Pandangan dalam lima tahun


Kesadaran baru akan jerawat yag berasal dari kumpulan penyakit metabolik berbasis
mTORC1 memberi alasan untuk menurunkan regulasi mTORC1 dengan terapi nutrisi dan
juga intervensi farmakologis. Dua komponen utama penyebab jerawat dari makanan ala
Barat telah diidentifikasi: Beban glikemik tinggi dan konsumsi susu. Padahal efek samping
dari beban glikemik tinggi pada jerawat secara meyakinkan telah ditunjukkan, penelitian
acak plasebo terkontrol yang meneliti pengaruh susu dan berbagai produk susu begitu juga
dengan penelitian yang menyelidiki beban glikemik tinggi dalam kombinasi dengan
peningkatan konsumsi susu / susu masih harus dilakukan dengan perpaduan ilmu gizi dan
dermatologi. Penelitian selanjutnya harus memperjelas jalur yang diperankan oleh susu
terhadap sinyal mTORC1. MikroRNA exosomal yang dikenal baru-baru ini ada dalam susu
komersial bisa jadi merupakan stimulus penting dari timbulnya jerawat. MicroRNA-21 yang
berasal dari susu dapat melemahkan ekspresi penghambat siklus sel yang penting dan
protein penekan tumor seperti PTEN, Sprouty dan PDCD4, sehingga semakin meningkatkan
sinyal MTORC1 dalam mendukung perkembangan jerawat.

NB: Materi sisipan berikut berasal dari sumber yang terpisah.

//! Resume cursor over the remote archive index.

/// Returns the index of the first archive after `last_processed`.
///
/// Starts from zero when `last_processed` is not in the index, either because
/// nothing was processed yet or because the server rotated it out.
#[must_use]
pub fn start_index(remote_paths: &[String], last_processed: &str) -> usize {
    remote_paths
        .iter()
        .position(|path| path == last_processed)
        .map_or(0, |idx| (idx + 1).min(remote_paths.len()))
}

/// Selects the contiguous run of archives to process next.
///
/// The result starts right after `last_processed` and holds at most
/// `capacity` paths.
#[must_use]
pub fn select_targets(remote_paths: &[String], last_processed: &str, capacity: u32) -> Vec<String> {
    let start = start_index(remote_paths, last_processed);
    let end = start
        .saturating_add(capacity as usize)
        .min(remote_paths.len());

    remote_paths[start..end].to_vec()
}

Tampilan jerawat saat ini sebagai penyakit berbasis mTORC1 memungkinkan
penerapan berbagai strategi farmasi baru untuk menargetkan peningkatan sinyal mTORC1
pada berbagai tingkatan. Harus diingat bahwa sinyal inflamasi dan nutrisi semua
diintegrasikan oleh mTORC1. Pada pasien dengan jerawat, tidak hanya sebosit dan
keratinosit akroinfundibular yang secara metabolik teraktivasi berlebihan tapi juga sel
kekebalan tubuh menciptakan lingkungan peradangan jerawat. MTORC1 memainkan peran
utama dalam regulasi respon imun dan peradangan. Karena efek imunosupresif dan anti
proliferatif yang kuat, rapamycin penghambat alosterik mTORC1 sudah digunakan untuk
terapi imunosupresif dan pengobatan kanker. Penghambat mTORC1 alami yang berasal dari
tanaman seperti resveratrol dan EGCG telah menunjukkan efek klinis yang menjanjikan
dalam pengobatan jerawat dan pengurangan sintesis sebum dan perlu dipelajari secara
tebih terinci. Penghambat mTORC1 sintetis, yang baru-baru ini dikembangkan untuk
pengobatan berbagai jenis kanker, mungkin dalam konsentrasi sedang yang tidak
mematikan akan berhasil untuk pengobatan topikal jerawat.